Letter “a” is admirable in a way, but still hopelessly disingenuous, not to mention doomed. Apparently, hipsterdom is very difficult to fake (even moreso than all the other cultures youth groups have attempted to fabricate over the decades.) Letter “b” is at least honest, but dangerous for one’s faith. If you’re committed to Jesus, you’ll have trouble really fitting in with the “it” people, and if you do manage to really fit in, you’ll likely lose some connection with Jesus. To do otherwise is like trying to steal second with your foot on first.
2) To know first of all that you are culturally a hipster, and that you’ve subsequently found Jesus. In the same way that people have adapted the Christian faith to every culture imaginable, can also be true for Hipster culture, so long as there is a willingness to sacrifice whatever is harmful, or what is contradictory to, or distracting from, the truth of Jesus.
For some people (myself for instance,) it’s a combination of the two. I was never an “it” guy, so any little amount of “hip” I’ve been able to achieve has been a result of my hip wife, and good friends who know what’s up. And perhaps my hybrid upbringing makes it even more important for me to constantly examine my motives.
Why do I drink? To build relationships, relate to the culture around me (not necessarily in an evangelistic sense,) and enjoy the culinary blessings among which God has placed me.
Why do I smoke (tobacco pipes or hookahs)? For pretty much the same reason that I drink. And as with alcohol, it’s not a habit, just an occasional activity.
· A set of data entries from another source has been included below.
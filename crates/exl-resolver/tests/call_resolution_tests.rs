//! Overload-sensitive call resolution.

use exl_ast::{Expr, ExprKind};
use exl_resolver::{InvalidExpression, Resolver};
use exl_types::{SymbolId, TypeId, TypeTable};

fn init_tracing() {
    use tracing_subscriber::EnvFilter;
    let _ = tracing_subscriber::fmt()
        .with_env_filter(EnvFilter::from_default_env())
        .try_init();
}

/// Ambient `Guards` helper type whose methods form the enclosing scope, plus
/// a constructible `Point` type.
struct Fixture {
    table: TypeTable,
    scope: Vec<SymbolId>,
    point: TypeId,
    f_int: SymbolId,
    f_boolean: SymbolId,
    point_ctor: SymbolId,
}

fn fixture() -> Fixture {
    let mut table = TypeTable::new();
    let guards = table.declare_type("Guards");
    let point = table.declare_type("Point");

    let f_int = table.add_method(guards, "f", &[TypeId::INT], TypeId::INT);
    let f_boolean = table.add_method(guards, "f", &[TypeId::BOOLEAN], TypeId::INT);
    let g_int_int = table.add_method(guards, "g", &[TypeId::INT, TypeId::INT], TypeId::BOOLEAN);
    let g_int_boolean =
        table.add_method(guards, "g", &[TypeId::INT, TypeId::BOOLEAN], TypeId::BOOLEAN);
    let h = table.add_method(guards, "h", &[TypeId::INT, TypeId::INT], TypeId::BOOLEAN);
    let log = table.add_method(guards, "log", &[], TypeId::VOID);
    let draw = table.add_method(guards, "draw", &[point], TypeId::BOOLEAN);
    let point_ctor = table.add_constructor(point, &[TypeId::INT, TypeId::INT]);

    let scope = vec![
        f_int, f_boolean, g_int_int, g_int_boolean, h, log, draw, point_ctor,
        table.parameter("p", point),
    ];
    Fixture {
        table,
        scope,
        point,
        f_int,
        f_boolean,
        point_ctor,
    }
}

fn resolve(fixture: &Fixture, expr: &mut Expr) -> Result<(), InvalidExpression> {
    Resolver::new(&fixture.table, &fixture.scope).resolve(expr)
}

fn resolved_call_symbol(expr: &Expr) -> Option<SymbolId> {
    let ExprKind::Call(call) = &expr.kind else {
        panic!("expected call");
    };
    call.resolved_symbol()
}

#[test]
fn overload_selected_by_argument_type() {
    init_tracing();
    let f = fixture();

    let mut by_bool = Expr::call("f", vec![Expr::boolean(true)]);
    resolve(&f, &mut by_bool).unwrap();
    assert_eq!(resolved_call_symbol(&by_bool), Some(f.f_boolean));
    let ExprKind::Call(call) = &by_bool.kind else {
        panic!("expected call");
    };
    assert_eq!(
        call.arguments[0].resolved_target_type(),
        Some(TypeId::BOOLEAN)
    );

    let mut by_int = Expr::call("f", vec![Expr::int("7")]);
    resolve(&f, &mut by_int).unwrap();
    assert_eq!(resolved_call_symbol(&by_int), Some(f.f_int));
}

#[test]
fn first_full_match_wins_in_candidate_order() {
    let f = fixture();
    // g(7, 7) matches g(int, int) before g(int, boolean) is ever tried.
    let mut expr = Expr::call("g", vec![Expr::int("7"), Expr::int("7")]);
    resolve(&f, &mut expr).unwrap();
    let ExprKind::Call(call) = &expr.kind else {
        panic!("expected call");
    };
    assert_eq!(call.arguments[1].resolved_target_type(), Some(TypeId::INT));
}

#[test]
fn rejected_candidate_leaves_no_target_annotation() {
    let f = fixture();
    // g(int, int) passes argument 0 and rejects on argument 1; the winning
    // g(int, boolean) must own every target annotation.
    let mut expr = Expr::call("g", vec![Expr::int("7"), Expr::boolean(true)]);
    resolve(&f, &mut expr).unwrap();
    let ExprKind::Call(call) = &expr.kind else {
        panic!("expected call");
    };
    assert_eq!(call.arguments[0].resolved_target_type(), Some(TypeId::INT));
    assert_eq!(
        call.arguments[1].resolved_target_type(),
        Some(TypeId::BOOLEAN)
    );
}

#[test]
fn failed_resolution_leaves_no_target_annotation() {
    let f = fixture();
    // h(int, int) passes argument 0 and rejects on argument 1; no other
    // candidate exists, so the staged write must be discarded.
    let mut expr = Expr::call("h", vec![Expr::int("7"), Expr::boolean(true)]);
    resolve(&f, &mut expr).unwrap_err();
    let ExprKind::Call(call) = &expr.kind else {
        panic!("expected call");
    };
    assert_eq!(call.arguments[0].resolved_target_type(), None);
    assert_eq!(call.arguments[1].resolved_target_type(), None);
}

#[test]
fn undefined_method_error_names_the_call() {
    let f = fixture();
    let mut expr = Expr::call("nope", vec![]);
    let err = resolve(&f, &mut expr).unwrap_err();
    assert_eq!(
        err,
        InvalidExpression::UndefinedMethod {
            name: "nope".to_string()
        }
    );
}

#[test]
fn inapplicable_method_error_describes_candidate_and_arguments() {
    let f = fixture();
    let mut expr = Expr::call("h", vec![Expr::boolean(true)]);
    let err = resolve(&f, &mut expr).unwrap_err();
    assert_eq!(
        err,
        InvalidExpression::MethodNotApplicable {
            signature: "h(int, int)".to_string(),
            enclosing_type: "Guards".to_string(),
            argument_types: vec!["boolean".to_string()],
        }
    );
}

#[test]
fn arity_mismatch_is_inapplicable_not_undefined() {
    let f = fixture();
    let mut expr = Expr::call("log", vec![Expr::int("1")]);
    let err = resolve(&f, &mut expr).unwrap_err();
    assert!(matches!(
        err,
        InvalidExpression::MethodNotApplicable { .. }
    ));
}

#[test]
fn constructor_call_uses_the_new_keyword() {
    let f = fixture();
    let mut expr = Expr::call("new", vec![Expr::int("1"), Expr::int("2")]);
    resolve(&f, &mut expr).unwrap();
    assert_eq!(resolved_call_symbol(&expr), Some(f.point_ctor));
    // A constructor call resolves to its enclosing type.
    assert_eq!(expr.resolved_type(&f.table), Some(f.point));
}

#[test]
fn null_argument_binds_a_declared_parameter() {
    let f = fixture();
    let mut expr = Expr::call("draw", vec![Expr::variable("null")]);
    resolve(&f, &mut expr).unwrap();
    let ExprKind::Call(call) = &expr.kind else {
        panic!("expected call");
    };
    assert_eq!(call.arguments[0].resolved_target_type(), Some(f.point));
}

#[test]
fn void_method_call_resolves_to_void() {
    let f = fixture();
    let mut expr = Expr::call("log", vec![]);
    resolve(&f, &mut expr).unwrap();
    assert_eq!(expr.resolved_type(&f.table), Some(TypeId::VOID));
}

#[test]
fn receiver_call_searches_the_receiver_type_members() {
    let mut table = TypeTable::new();
    let base = table.declare_type("Base");
    table.add_method(base, "norm", &[], TypeId::INT);
    let sub = table.declare_subtype("Sub", base);
    let scope = vec![table.parameter("s", sub)];

    // Inherited members are part of the candidate set.
    let mut expr = Expr::method_call(Expr::variable("s"), "norm", vec![]);
    Resolver::new(&table, &scope).resolve(&mut expr).unwrap();
    assert_eq!(expr.resolved_type(&table), Some(TypeId::INT));
}

#[test]
fn receiver_constructor_is_addressable_as_member() {
    let f = fixture();
    let mut expr = Expr::method_call(
        Expr::variable("p"),
        "new",
        vec![Expr::int("0"), Expr::int("0")],
    );
    resolve(&f, &mut expr).unwrap();
    assert_eq!(resolved_call_symbol(&expr), Some(f.point_ctor));
    assert_eq!(expr.resolved_type(&f.table), Some(f.point));
}

#[test]
fn primitive_receiver_yields_no_candidates() {
    let f = fixture();
    let mut expr = Expr::method_call(Expr::int("3"), "f", vec![]);
    let err = resolve(&f, &mut expr).unwrap_err();
    assert_eq!(
        err,
        InvalidExpression::UndefinedMethod {
            name: "f".to_string()
        }
    );
}

#[test]
fn call_result_feeds_enclosing_expression() {
    let f = fixture();
    // f(7) < 10 - the call's resolved type participates in operator checks.
    let mut expr = Expr::binary(
        "<",
        Expr::call("f", vec![Expr::int("7")]),
        Expr::int("10"),
    );
    resolve(&f, &mut expr).unwrap();
    assert_eq!(expr.resolved_type(&f.table), Some(TypeId::BOOLEAN));
}
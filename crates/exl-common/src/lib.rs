//! Common types for the exl expression resolver.
//!
//! This crate provides the diagnostic surface shared across all exl crates:
//! - `InvalidExpression` - the resolution failure taxonomy

// Resolution failure taxonomy and message rendering
pub mod diagnostics;
pub use diagnostics::InvalidExpression;
//! Expression AST for the exl expression language.
//!
//! The node set is closed and fixed, so the tree is a tagged union resolved
//! by exhaustive match rather than open polymorphic dispatch. Nodes own
//! their children outright (no sharing, no cycles) and carry annotation
//! slots the resolver fills exactly once per pass.

pub mod expr;
pub use expr::{Binary, BooleanLiteral, Call, Expr, ExprKind, IntLiteral, Negate, Variable};

#[cfg(test)]
#[path = "tests/expr_tests.rs"]
mod expr_tests;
Why do I have a tattoo? Because I was offered a free tattoo, and had an idea for something very meaningful and eternal.
Why do I “swear”? Just like the first three, it’s occasional, and used only in situations where the “swear” words in question are understood as part of a normal, daily vocabulary. In these cases, it helps me to communicate better, and I do my best to avoid such words when they would cause offense.
I know, I know… this is sure a lot of defensive rationalization for my behavior. I must really feel guilty about something, right? The fact is, the motives I listed above for my “Hipsterness” are not nearly as consistent as I would like. Occasionally I will have a drink to seem cool, or to get buzzed, or I’ll use a certain word for its shock value, instead of its ability to communicate clearly.
No matter how many beers I drink, or cigars I smoke, the sad fact is that I’m still pretty uncool. So whatever pitfalls might be inherent in this new Hipster Movement, for now, I suppose, I’m safe.